Parliament must change its ways and could start by moving to Tyneside

by georgehep

My latest hero is Laura Pidcock. Within a few days of arriving at Westminster as the new member for North West Durham, she was on her feet declaring that “this building is intimidating. It reeks of the establishment and of power. Its systems are confusing, some may say archaic” designed for the needs of the privileged men who ran an empire.
The editor of this newspaper promptly told her to get real. You are in the establishment now so get used to its trappings. But I say, right on sister. You see things most clearly on the first day in the job. Parliament must change its ways to accommodate your generation, your class and your gender.
The Scottish MP, Mhairi Black said much the same towards the end of the last parliament. Another one to watch, Mhairi said she hated the place and was minded not to stand for re election.” It is so old and defunct in terms of its systems and procedures” she said, “ it is just a waste of time.”
Thankfully Mhairi changed her mind. We need outspoken young women to tell us to mend our ways. If we want to have any chance of engaging a new generation in the art of politics, then we must listen to them.

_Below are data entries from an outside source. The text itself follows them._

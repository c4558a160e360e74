// Copyright 2016 Mozilla Foundation
//
// Licensed under the Apache License, Version 2.0 (the "License");
// you may not use this file except in compliance with the License.
// You may obtain a copy of the License at
//
//     http://www.apache.org/licenses/LICENSE-2.0
//
// Unless required by applicable law or agreed to in writing, software
// distributed under the License is distributed on an "AS IS" BASIS,
// WITHOUT WARRANTIES OR CONDITIONS OF ANY KIND, either express or implied.
// See the License for the specific language governing permissions and
// limitations under the License.

//! Expansion of `@file` response-file arguments, inlined recursively once
//! (cl.exe itself does not support nested `@file`s, and neither do we).

use std::fs;

use errors::*;

/// Expand any `@file` tokens in `argv` into the tokens they contain.
/// Non-`@` tokens pass through unchanged. A second-level `@file` found
/// inside an already-expanded response file is rejected.
pub fn expand(argv: &[String]) -> Result<Vec<String>> {
    let mut out = Vec::with_capacity(argv.len());
    for arg in argv {
        if arg.starts_with('@') {
            let path = &arg[1..];
            let contents = read_response_file(path)?;
            let tokens = split_response_file(&contents);
            for tok in &tokens {
                if tok.starts_with('@') {
                    bail!(ErrorKind::BadArguments(format!(
                        "recursive response file not supported: {}",
                        tok
                    )));
                }
            }
            out.extend(tokens);
        } else {
            out.push(arg.clone());
        }
    }
    Ok(out)
}

fn read_response_file(path: &str) -> Result<String> {
    let bytes = fs::read(path).chain_err(|| format!("could not read response file {}", path))?;
    Ok(decode_bom_sniffed(&bytes))
}

/// Decode a response file's bytes, sniffing for a UTF-16 LE/BE BOM and
/// falling back to UTF-8 (lossily, matching `cl.exe`'s tolerance of
/// non-ASCII response files authored in the local codepage).
fn decode_bom_sniffed(bytes: &[u8]) -> String {
    if bytes.len() >= 2 && bytes[0] == 0xFF && bytes[1] == 0xFE {
        let units: Vec<u16> = bytes[2..]
            .chunks(2)
            .filter(|c| c.len() == 2)
            .map(|c| u16::from_le_bytes([c[0], c[1]]))
            .collect();
        return String::from_utf16_lossy(&units);
    }
    if bytes.len() >= 2 && bytes[0] == 0xFE && bytes[1] == 0xFF {
        let units: Vec<u16> = bytes[2..]
            .chunks(2)
            .filter(|c| c.len() == 2)
            .map(|c| u16::from_be_bytes([c[0], c[1]]))
            .collect();
        return String::from_utf16_lossy(&units);
    }
    let start = if bytes.starts_with(&[0xEF, 0xBB, 0xBF]) { 3 } else { 0 };
    String::from_utf8_lossy(&bytes[start..]).into_owned()
}

/// Split response-file contents on whitespace, honoring double quotes the
/// way `cl.exe`'s command-line tokenizer does.
fn split_response_file(contents: &str) -> Vec<String> {
    let mut tokens = Vec::new();
    let mut current = String::new();
    let mut in_quotes = false;
    let mut has_token = false;
    for c in contents.chars() {
        match c {
            '"' => {
                in_quotes = !in_quotes;
                has_token = true;
            }
            c if c.is_whitespace() && !in_quotes => {
                if has_token {
                    tokens.push(current.clone());
                    current.clear();
                    has_token = false;
                }
            }
            c => {
                current.push(c);
                has_token = true;
            }
        }
    }
    if has_token {
        tokens.push(current);
    }
    tokens
}

#[cfg(test)]
mod test {
    use super::*;

    #[test]
    fn test_split_simple() {
        assert_eq!(split_response_file("-c foo.c -Fofoo.obj"),
                   vec!["-c", "foo.c", "-Fofoo.obj"]);
    }

    #[test]
    fn test_split_quoted() {
        assert_eq!(split_response_file("-c \"foo bar.c\" -Fofoo.obj"),
                   vec!["-c", "foo bar.c", "-Fofoo.obj"]);
    }

    #[test]
    fn test_decode_utf8_bom() {
        let mut bytes = vec![0xEF, 0xBB, 0xBF];
        bytes.extend_from_slice(b"-c foo.c");
        assert_eq!(decode_bom_sniffed(&bytes), "-c foo.c");
    }

    #[test]
    fn test_decode_utf16_le() {
        let mut bytes = vec![0xFF, 0xFE];
        for u in "-c foo.c".encode_utf16() {
            bytes.extend_from_slice(&u.to_le_bytes());
        }
        assert_eq!(decode_bom_sniffed(&bytes), "-c foo.c");
    }

    #[test]
    fn test_expand_no_at_files() {
        let argv = vec!["-c".to_string(), "foo.c".to_string()];
        assert_eq!(expand(&argv).unwrap(), argv);
    }

    #[test]
    fn test_expand_rejects_recursive() {
        let dir = ::tempdir::TempDir::new("clcache-test").unwrap();
        let path = dir.path().join("args.rsp");
        ::std::fs::write(&path, "-c @nested.rsp").unwrap();
        let argv = vec![format!("@{}", path.to_str().unwrap())];
        assert!(expand(&argv).is_err());
    }
}
// Copyright 2016 Mozilla Foundation
//
// Licensed under the Apache License, Version 2.0 (the "License");
// you may not use this file except in compliance with the License.
// You may obtain a copy of the License at
//
//     http://www.apache.org/licenses/LICENSE-2.0
//
// Unless required by applicable law or agreed to in writing, software
// distributed under the License is distributed on an "AS IS" BASIS,
// WITHOUT WARRANTIES OR CONDITIONS OF ANY KIND, either express or implied.
// See the License for the specific language governing permissions and
// limitations under the License.

//! `clcache`: a compiler cache for the MSVC `cl.exe` command-line
//! compiler. Invoked as a drop-in replacement for `cl.exe` (point
//! `CLCACHE_CL` or your build's compiler override at this binary).

extern crate byteorder;
extern crate clap;
extern crate directories;
extern crate env_logger;
#[macro_use]
extern crate error_chain;
extern crate filetime;
extern crate flate2;
extern crate fs2;
#[macro_use]
extern crate lazy_static;
#[macro_use]
extern crate log;
extern crate ring;
extern crate serde;
#[macro_use]
extern crate serde_derive;
extern crate serde_json;
extern crate tempdir;
extern crate tempfile;
extern crate which;

mod cache;
mod cli;
mod compiler;
mod compress;
mod config;
mod driver;
mod errors;
mod includes;
mod lock;
mod manifest;
mod normalize;
mod objectstore;
mod relativize;
mod respfile;
mod stats;
mod util;

use std::env;
use std::process;

use cache::Cache;
use cli::Command;
use config::Config;
use errors::*;

fn main() {
    if let Some(level) = config::log_level() {
        env::set_var("RUST_LOG", format!("clcache={}", level));
    }
    env_logger::init().ok();

    let argv: Vec<String> = env::args().skip(1).collect();
    match run(&argv) {
        Ok(code) => process::exit(code),
        Err(e) => {
            error!("clcache: fatal: {}", e);
            let code = match *e.kind() {
                ErrorKind::CompilerNotFound(_) => EXIT_COMPILER_NOT_FOUND,
                ErrorKind::ConfigMismatch(_) => EXIT_CONFIG_MISMATCH,
                _ => 1,
            };
            process::exit(code);
        }
    }
}

fn run(argv: &[String]) -> Result<i32> {
    let config = Config::from_env()?;
    let cache = Cache::open(&config)?;

    match cli::parse(argv)? {
        Command::ShowStats => {
            print!("{}", cli::show_stats(&cache)?);
            Ok(0)
        }
        Command::Clean => {
            let report = cache.clean()?;
            println!("evicted {} entries", report.removed);
            Ok(0)
        }
        Command::ClearCache => {
            cache.clear()?;
            println!("cache cleared");
            Ok(0)
        }
        Command::ZeroStats => {
            cache.stats.zero()?;
            println!("statistics zeroed");
            Ok(0)
        }
        Command::SetMaxSize(bytes) => {
            cache.stats.set_max_cache_size(bytes)?;
            println!("set maximum cache size to {} bytes", bytes);
            Ok(0)
        }
        Command::Invoke(invoke_argv) => {
            let outcome = driver::run(&invoke_argv, &config, &cache)?;
            Ok(outcome.exit_code)
        }
    }
}
// Copyright 2016 Mozilla Foundation
//
// Licensed under the Apache License, Version 2.0 (the "License");
// you may not use this file except in compliance with the License.
// You may obtain a copy of the License at
//
//     http://www.apache.org/licenses/LICENSE-2.0
//
// Unless required by applicable law or agreed to in writing, software
// distributed under the License is distributed on an "AS IS" BASIS,
// WITHOUT WARRANTIES OR CONDITIONS OF ANY KIND, either express or implied.
// See the License for the specific language governing permissions and
// limitations under the License.

//! Argument model & classifier (spec component A) and command-line
//! normalizer (component B), specialized to the MSVC `cl.exe` command line.

pub mod msvc;

use std::path::PathBuf;

/// Why an invocation was not handed to the cache pipeline at all.
#[derive(Debug, Clone, PartialEq, Eq)]
pub enum PassthroughReason {
    Linking,
    NoSourceFile,
    ExternalDebugInfo,
    PreprocessorOnly,
    Disabled,
    Unsupported(String),
}

impl PassthroughReason {
    /// The `Statistics` counter this reason bumps, per spec.md §3's named
    /// counter set. `Disabled`/`Unsupported` have no counter of their own
    /// there; they still count toward `CallsTotal`.
    pub fn stat_name(&self) -> Option<&'static str> {
        match *self {
            PassthroughReason::Linking => Some("CallsForLinking"),
            PassthroughReason::NoSourceFile => Some("CallsWithoutSourceFile"),
            PassthroughReason::ExternalDebugInfo => Some("CallsForExternalDebugInfo"),
            PassthroughReason::PreprocessorOnly => Some("CallsForPreprocessing"),
            PassthroughReason::Disabled | PassthroughReason::Unsupported(_) => None,
        }
    }
}

/// The result of classifying one invocation's command line.
#[derive(Debug, Clone, PartialEq, Eq)]
pub enum Classification {
    /// A single cacheable source compile.
    Cacheable(msvc::ParsedArguments),
    /// Multiple source files were given; split into one invocation per
    /// source, preserving duplicates.
    SplitMulti(Vec<Vec<String>>),
    /// Not cacheable; forward to the real compiler and record why.
    Passthrough(PassthroughReason),
}

/// Switch classification per spec.md §3.
#[derive(Debug, Clone, Copy, PartialEq, Eq)]
pub enum SwitchClass {
    PreprocessorAffecting,
    CodeGenAffecting,
    OutputLocation,
    Informational,
    Unrecognized,
}

/// One parsed switch, retaining its original textual form(s) so the
/// normalizer can re-emit values verbatim and in original order.
#[derive(Debug, Clone, PartialEq, Eq)]
pub struct Switch {
    /// Bare switch name, e.g. `"Fo"`, `"D"`, `"O2"` (for flag-only switches
    /// the name is the whole switch body).
    pub name: String,
    /// The value, if any (joined or from the following token).
    pub value: Option<String>,
    pub class: SwitchClass,
    /// `true` if switch and value were written as one token (`/Fofoo.obj`)
    /// as opposed to two (`/Fo foo.obj`).
    pub joined: bool,
}

impl Switch {
    pub fn path_value(&self) -> Option<PathBuf> {
        self.value.as_ref().map(PathBuf::from)
    }
}

#[cfg(test)]
mod test {
    use super::*;

    #[test]
    fn test_disabled_and_unsupported_have_no_dedicated_counter() {
        assert_eq!(PassthroughReason::Disabled.stat_name(), None);
        assert_eq!(PassthroughReason::Unsupported("/Yc".to_string()).stat_name(), None);
        assert_eq!(PassthroughReason::Linking.stat_name(), Some("CallsForLinking"));
    }
}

An unlikely ally has emerged in John Bercow. The Speaker has taken the revolutionary step of allowing members to speak without a tie. This may be a sign of things to come but much more must follow without delay.
Fortunately, there is a golden opportunity to get up to date. The Palace of Westminster is falling apart. Fires, floods and rats on a scale inflicted on the Pharaohs are expected any day. Deloittes has estimated that it will cost between £3.5bn and £6bn to repair and take between five and ten years. Just imagine asking a plumber for an estimate and getting that kind of a back of a fag packet reply?

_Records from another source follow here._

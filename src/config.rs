// Copyright 2016 Mozilla Foundation
//
// Licensed under the Apache License, Version 2.0 (the "License");
// you may not use this file except in compliance with the License.
// You may obtain a copy of the License at
//
//     http://www.apache.org/licenses/LICENSE-2.0
//
// Unless required by applicable law or agreed to in writing, software
// distributed under the License is distributed on an "AS IS" BASIS,
// WITHOUT WARRANTIES OR CONDITIONS OF ANY KIND, either express or implied.
// See the License for the specific language governing permissions and
// limitations under the License.

//! All environment-driven settings collapse into a single immutable
//! `Config` record, loaded once at startup. No other module reads
//! `std::env` directly.

use directories::ProjectDirs;
use std::env;
use std::path::PathBuf;

use errors::*;

pub const DEFAULT_LOCK_TIMEOUT_MS: u64 = 10_000;
pub const DEFAULT_COMPRESSION_LEVEL: u32 = 6;
pub const DEFAULT_MANIFEST_CAPACITY: usize = 10;
pub const DEFAULT_MAX_CACHE_SIZE: u64 = 5 * 1024 * 1024 * 1024; // 5 GiB

#[derive(Debug, Clone)]
pub struct Config {
    /// Root directory for the cache (`CLCACHE_DIR`).
    pub cache_dir: PathBuf,
    /// Path or filename of the real compiler (`CLCACHE_CL`).
    pub real_compiler: Option<PathBuf>,
    /// `CLCACHE_DISABLE`.
    pub disabled: bool,
    /// `CLCACHE_HARDLINK`.
    pub hardlink: bool,
    /// `CLCACHE_COMPRESS`.
    pub compress: bool,
    /// `CLCACHE_COMPRESSLEVEL`, 1..=9.
    pub compress_level: u32,
    /// `CLCACHE_NODIRECT`.
    pub force_indirect: bool,
    /// `CLCACHE_BASEDIR`.
    pub base_dir: Option<PathBuf>,
    /// `CLCACHE_BUILDDIR`.
    pub build_dir: Option<PathBuf>,
    /// `CLCACHE_OBJECT_CACHE_TIMEOUT_MS`.
    pub lock_timeout_ms: u64,
    /// `CLCACHE_SERVER`.
    pub hash_memoizer_enabled: bool,
    /// `CLCACHE_MEMCACHED`, `host:port`.
    pub memcached_addr: Option<String>,
    /// Manifest entries kept per `(source, normalized-cl)` pair.
    pub manifest_capacity: usize,
    /// Automatic eviction threshold; read from the persisted `MaxCacheSize`
    /// record but defaulted here before that record exists.
    pub default_max_cache_size: u64,
}

impl Config {
    pub fn from_env() -> Result<Config> {
        let cache_dir = match env::var_os("CLCACHE_DIR") {
            Some(dir) => PathBuf::from(dir),
            None => default_cache_dir()?,
        };
        let compress_level = match env::var("CLCACHE_COMPRESSLEVEL") {
            Ok(v) => {
                let level: u32 = v.parse().chain_err(|| "CLCACHE_COMPRESSLEVEL must be an integer")?;
                if level < 1 || level > 9 {
                    bail!("CLCACHE_COMPRESSLEVEL must be between 1 and 9, got {}", level);
                }
                level
            }
            Err(_) => DEFAULT_COMPRESSION_LEVEL,
        };
        let lock_timeout_ms = match env::var("CLCACHE_OBJECT_CACHE_TIMEOUT_MS") {
            Ok(v) => v.parse().chain_err(|| "CLCACHE_OBJECT_CACHE_TIMEOUT_MS must be an integer")?,
            Err(_) => DEFAULT_LOCK_TIMEOUT_MS,
        };
        Ok(Config {
            cache_dir,
            real_compiler: env::var_os("CLCACHE_CL").map(PathBuf::from),
            disabled: env_flag("CLCACHE_DISABLE"),
            hardlink: env_flag("CLCACHE_HARDLINK"),
            compress: env_flag("CLCACHE_COMPRESS"),
            compress_level,
            force_indirect: env_flag("CLCACHE_NODIRECT"),
            base_dir: env::var_os("CLCACHE_BASEDIR").map(PathBuf::from),
            build_dir: env::var_os("CLCACHE_BUILDDIR").map(PathBuf::from),
            lock_timeout_ms,
            hash_memoizer_enabled: env_flag("CLCACHE_SERVER"),
            memcached_addr: env::var("CLCACHE_MEMCACHED").ok(),
            manifest_capacity: DEFAULT_MANIFEST_CAPACITY,
            default_max_cache_size: DEFAULT_MAX_CACHE_SIZE,
        })
    }
}

fn env_flag(name: &str) -> bool {
    env::var_os(name).is_some()
}

fn default_cache_dir() -> Result<PathBuf> {
    if let Some(home) = env::var_os("HOME").or_else(|| env::var_os("USERPROFILE")) {
        return Ok(PathBuf::from(home).join("clcache"));
    }
    let dirs = ProjectDirs::from("", "", "clcache")
        .chain_err(|| "could not determine a home directory for the cache")?;
    Ok(dirs.cache_dir().to_path_buf())
}

/// Should logging be enabled, and at what level, per `CLCACHE_LOG`.
pub fn log_level() -> Option<&'static str> {
    match env::var("CLCACHE_LOG") {
        Ok(ref v) if v.eq_ignore_ascii_case("trace") => Some("trace"),
        Ok(ref v) if v.eq_ignore_ascii_case("debug") => Some("debug"),
        Ok(ref v) if v.eq_ignore_ascii_case("warn") => Some("warn"),
        Ok(ref v) if v.eq_ignore_ascii_case("error") => Some("error"),
        Ok(ref v) if !v.is_empty() => Some("debug"),
        Ok(_) => Some("debug"),
        Err(_) => None,
    }
}

#[cfg(test)]
mod test {
    use super::*;

    #[test]
    fn test_log_level_empty_set_is_debug() {
        env::set_var("CLCACHE_LOG", "1");
        assert_eq!(Some("debug"), log_level());
        env::remove_var("CLCACHE_LOG");
    }

    #[test]
    fn test_log_level_unset() {
        env::remove_var("CLCACHE_LOG");
        assert_eq!(None, log_level());
    }
}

By contrast, it will only cost £350m to redecorate Buckingham Palace which makes monarchy a much more cost effective method of government.
It may sound blindingly obvious but Deloittes found that it will be cheaper and quicker to repair the building if everyone, a cast of 10,000 by the way, moves out and so here is the opportunity. Parliament should take to the road.
Anyone concerned for the future of the Union should jump at the chance of relocating to Cardiff, Belfast and Edinburgh for three years each. It would give the strongest possible symbol of the intrgrity of the islands.
Simon Jenkins, writing in the Guardian, has suggested a competition between English cities to host the Parliament rather like bidding for the Commonwealth Games. If the arts can change the face of Hull and maybe Sunderland, just think of the effect of becoming the roving seat of power as in days of old when kings imposed themselves and their retinue on far flung followers for months at a time. It would rebalance London with the rest of the country and show there is life in the north.
Jenkins says that Birmingham, Manchester, Leeds of Sheffield are the obvious candidates. I have been thrilled to see how the second city had been transformed into a vibrant, attractive metropolis by building a new John Lewis store and hiring a woman about the same age as Laura Pidcock to conduct the symphony orchestra.
Why stop at the big four cities? Quite by chance, Newcastle Gateshead has an opportunity to play at Westminster too. There may be time to reconfigure the new convention centre at Gateshead Quays into a temporary debating chamber or to knock up a prefab on the site of the current O2 Arena which has brown fields around and is in walking distance of the revamped Newcastle Station. New hotels are springing up with abandon and some of those colourful blocks of student accommodation could be requisitioned for minor factotums. We may all need to make sacrifices to win the prize.
As we all know, Newcastle Gateshead has excellent communications by rail and air but I am perverse enough to think that the journey matters and a certain inaccessibility improves decision making. Look what standing on a train did for Jeremy Corbyn.
The point about any decamped digs is that they should be as different from the current place as possible. The lines of leather benches must go. Debates in the round would transform the juvenile adversarial nature of political point making. I favour plastic chairs myself that prevent anyone from falling asleep.
There will be problems of course but they can be overcome with good IT and virtual debates. The reward of engaging with real people and getting away from City sharks and media moguls makes the upheaval worthwhile. Parliament could operate conventional working days and streamline its business. There should be time to enjoy the theatre and restaurants in the evening.

Of course, they need never go back. The Palace of Westminster could be given to Beamish so that people could parade about in ridiculous robes or sold to Travelodge to boost the tourist trade. Downing Street would be ideal for social housing.
At any rate, there must be a fundamental review of the way parliament is run. It is not a job for a retired judge and I can think of no one better to chair the inquiry than my new hero Laura Pidcock.